I have been reading posts for awhile now and have decided to register as I have some questions that you all might be able to help with.
My story....I'm 75, live in Sarasota, Fl and have always been very physcially active. In fact, my problems started out of the blue one day while standing waiting to go on the tennis court, my legs started shaking severely. I thought, well what is this? So I got on the court, started playing and the shaking calmed down. My friends insisted that I see my gp which I did. this precipitated a 5 month saga of mri's , xrays, emg, seeing 4 neurologists, changing my blood pressure meds and on and on. I know many of you went through the same things. All tests were normal.
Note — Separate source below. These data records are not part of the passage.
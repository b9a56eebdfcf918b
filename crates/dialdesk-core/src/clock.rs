//! Wall-clock source. The engine never calls `Utc::now()` directly so that
//! every time-dependent decision can be replayed in tests.

use std::sync::Mutex;

use chrono::{DateTime, Duration, Utc};

pub trait Clock: Send + Sync {
    fn now(&self) -> DateTime<Utc>;
}

/// Real time.
#[derive(Debug, Default, Clone, Copy)]
pub struct SystemClock;

impl Clock for SystemClock {
    fn now(&self) -> DateTime<Utc> {
        Utc::now()
    }
}

/// A clock that only moves when told to.
#[derive(Debug)]
pub struct ManualClock {
    now: Mutex<DateTime<Utc>>,
}

impl ManualClock {
    pub fn new(start: DateTime<Utc>) -> Self {
        Self {
            now: Mutex::new(start),
        }
    }

    pub fn set(&self, to: DateTime<Utc>) {
        if let Ok(mut now) = self.now.lock() {
            *now = to;
        }
    }

    pub fn advance(&self, by: Duration) {
        if let Ok(mut now) = self.now.lock() {
            *now += by;
        }
    }
}

impl Clock for ManualClock {
    fn now(&self) -> DateTime<Utc> {
        self.now
            .lock()
            .map(|now| *now)
            .unwrap_or_else(|poisoned| *poisoned.into_inner())
    }
}

#[cfg(test)]
mod tests {
    use super::*;
    use chrono::TimeZone;

    #[test]
    fn test_manual_clock_advances() {
        let start = Utc.with_ymd_and_hms(2026, 3, 2, 9, 0, 0).unwrap();
        let clock = ManualClock::new(start);
        clock.advance(Duration::minutes(95));
        assert_eq!(clock.now(), start + Duration::minutes(95));
        clock.set(start);
        assert_eq!(clock.now(), start);
    }
}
Finally, the last neuro I saw spent a long time with me and asked many questions. When I told him (as I had told others) that I found relief from the tremors when I had a glass of wine, he said"bingo" (or the medical equivilent). You have OT.
Finally! I started on a low dose of Klonopin and it was a miracle. Not only did the trmors stop, but the vertigo and lightheadedness I have lived with for years, just went away. So I was doing well for awhile ..getting used to not playing tennis though and learning how to take rests. My symptoms have never been as severe as many of you have described, but I find I'm having more not so good days than good days.
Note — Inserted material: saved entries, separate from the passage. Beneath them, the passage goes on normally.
//! DialDesk configuration system.

use serde::{Deserialize, Serialize};
use std::path::{Path, PathBuf};

use crate::error::{DialDeskError, Result};

/// Root configuration.
#[derive(Debug, Clone, Serialize, Deserialize, Default)]
pub struct DialDeskConfig {
    #[serde(default)]
    pub scheduler: SchedulerConfig,
    #[serde(default)]
    pub store: StoreConfig,
    #[serde(default)]
    pub gateway: GatewayConfig,
    #[serde(default)]
    pub notify: NotifyConfig,
    #[serde(default)]
    pub worklist: WorklistConfig,
}

impl DialDeskConfig {
    /// Load config from the default path (~/.dialdesk/config.toml).
    pub fn load() -> Result<Self> {
        let path = Self::default_path();
        if path.exists() {
            Self::load_from(&path)
        } else {
            Ok(Self::default())
        }
    }

    /// Load config from a specific path.
    pub fn load_from(path: &Path) -> Result<Self> {
        let content = std::fs::read_to_string(path)
            .map_err(|e| DialDeskError::Config(format!("Failed to read config: {e}")))?;
        Self::parse(&content)
    }

    pub fn parse(content: &str) -> Result<Self> {
        let config: Self = toml::from_str(content)
            .map_err(|e| DialDeskError::Config(format!("Failed to parse config: {e}")))?;
        config.scheduler.validate()?;
        Ok(config)
    }

    /// Save config to the given path.
    pub fn save_to(&self, path: &Path) -> Result<()> {
        if let Some(parent) = path.parent() {
            std::fs::create_dir_all(parent)?;
        }
        let content = toml::to_string_pretty(self)
            .map_err(|e| DialDeskError::Config(format!("Failed to serialize config: {e}")))?;
        std::fs::write(path, content)?;
        Ok(())
    }

    /// Get the default config path.
    pub fn default_path() -> PathBuf {
        Self::home_dir().join("config.toml")
    }

    /// Get the DialDesk home directory.
    pub fn home_dir() -> PathBuf {
        dirs::home_dir()
            .unwrap_or_else(|| PathBuf::from("."))
            .join(".dialdesk")
    }
}

/// Timing knobs for the refresh scheduler and the priority rules.
#[derive(Debug, Clone, Serialize, Deserialize)]
pub struct SchedulerConfig {
    /// Countdown cadence.
    #[serde(default = "default_tick_ms")]
    pub tick_ms: u64,
    /// Scheduled-call re-poll and overdue detection.
    #[serde(default = "default_refresh_secs")]
    pub refresh_secs: u64,
    /// Silent lead-list refresh.
    #[serde(default = "default_lead_refresh_secs")]
    pub lead_refresh_secs: u64,
    #[serde(default = "default_lead_refresh_retries")]
    pub lead_refresh_retries: u32,
    #[serde(default = "default_retry_delay_ms")]
    pub retry_delay_ms: u64,
    /// How far out a not-connected follow-up lands.
    #[serde(default = "default_escalation_delay_mins")]
    pub escalation_delay_mins: i64,
    /// Calls due within this window are "soon".
    #[serde(default = "default_soon_window_mins")]
    pub soon_window_mins: i64,
    /// Reminder fires once the remaining time drops to this.
    #[serde(default = "default_reminder_window_mins")]
    pub reminder_window_mins: i64,
}

/// Upper bound for every minute-valued window: one week.
pub const MAX_WINDOW_MINS: i64 = 7 * 24 * 60;

fn default_tick_ms() -> u64 { 1000 }
fn default_refresh_secs() -> u64 { 10 }
fn default_lead_refresh_secs() -> u64 { 120 }
fn default_lead_refresh_retries() -> u32 { 2 }
fn default_retry_delay_ms() -> u64 { 2000 }
fn default_escalation_delay_mins() -> i64 { 120 }
fn default_soon_window_mins() -> i64 { 30 }
fn default_reminder_window_mins() -> i64 { 15 }

impl Default for SchedulerConfig {
    fn default() -> Self {
        Self {
            tick_ms: default_tick_ms(),
            refresh_secs: default_refresh_secs(),
            lead_refresh_secs: default_lead_refresh_secs(),
            lead_refresh_retries: default_lead_refresh_retries(),
            retry_delay_ms: default_retry_delay_ms(),
            escalation_delay_mins: default_escalation_delay_mins(),
            soon_window_mins: default_soon_window_mins(),
            reminder_window_mins: default_reminder_window_mins(),
        }
    }
}

impl SchedulerConfig {
    pub fn validate(&self) -> Result<()> {
        if self.tick_ms == 0 {
            return Err(DialDeskError::Config("scheduler.tick_ms must be > 0".into()));
        }
        // overdue detection must never lag the clock by more than 10s
        if self.refresh_secs == 0 || self.refresh_secs > 10 {
            return Err(DialDeskError::Config(
                "scheduler.refresh_secs must be between 1 and 10".into(),
            ));
        }
        if self.lead_refresh_secs == 0 {
            return Err(DialDeskError::Config(
                "scheduler.lead_refresh_secs must be > 0".into(),
            ));
        }
        for (name, value) in [
            ("escalation_delay_mins", self.escalation_delay_mins),
            ("soon_window_mins", self.soon_window_mins),
            ("reminder_window_mins", self.reminder_window_mins),
        ] {
            if !(0..=MAX_WINDOW_MINS).contains(&value) {
                return Err(DialDeskError::Config(format!(
                    "scheduler.{name} must be between 0 and {MAX_WINDOW_MINS}"
                )));
            }
        }
        // the follow-up must be booked before its reminder window opens
        if self.escalation_delay_mins <= self.reminder_window_mins {
            return Err(DialDeskError::Config(
                "scheduler.escalation_delay_mins must be greater than reminder_window_mins".into(),
            ));
        }
        Ok(())
    }
}

/// Where the SQLite store lives.
#[derive(Debug, Clone, Serialize, Deserialize)]
pub struct StoreConfig {
    #[serde(default = "default_db_path")]
    pub db_path: String,
}

fn default_db_path() -> String { "~/.dialdesk/dialdesk.db".into() }

impl Default for StoreConfig {
    fn default() -> Self {
        Self {
            db_path: default_db_path(),
        }
    }
}

impl StoreConfig {
    /// Database path with `~` expanded.
    pub fn resolved_db_path(&self) -> PathBuf {
        PathBuf::from(shellexpand::tilde(&self.db_path).to_string())
    }
}

/// HTTP gateway binding.
#[derive(Debug, Clone, Serialize, Deserialize)]
pub struct GatewayConfig {
    #[serde(default = "default_host")]
    pub host: String,
    #[serde(default = "default_port")]
    pub port: u16,
}

fn default_host() -> String { "127.0.0.1".into() }
fn default_port() -> u16 { 3300 }

impl Default for GatewayConfig {
    fn default() -> Self {
        Self {
            host: default_host(),
            port: default_port(),
        }
    }
}

/// Reminder delivery targets.
#[derive(Debug, Clone, Serialize, Deserialize)]
pub struct NotifyConfig {
    #[serde(default = "bool_true")]
    pub log: bool,
    #[serde(default)]
    pub webhook_url: Option<String>,
    #[serde(default)]
    pub discord_webhook_url: Option<String>,
}

fn bool_true() -> bool { true }

impl Default for NotifyConfig {
    fn default() -> Self {
        Self {
            log: true,
            webhook_url: None,
            discord_webhook_url: None,
        }
    }
}

/// Which leads make up this operator's worklist.
#[derive(Debug, Clone, Serialize, Deserialize, Default)]
pub struct WorklistConfig {
    #[serde(default)]
    pub assigned_to: Option<String>,
}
I have pain in both legs and weakness/fatiuge The tremors are mainly just when I get up in the morning. The doctor wanted e to try other meds and I did, without success. Mysoline,sinement, gapaputin...all made me ill. I have sensitity to most drugs
I am wondering if I should increase the klonopn..right now, 1/2 pill in the am and full.05 in the evening.
Do any of you have pain in your legs? (I have disc issues, stenoisis, arthitis etc but all tests were negative so I don't
think nerves are involved.
I thank you for reading
(My name is Hester)
Also, I have trouble navigating the do you get replies to post when you see a question that might be answered? And how do you find the most recent posts?
Now if you could only teach me how to spell!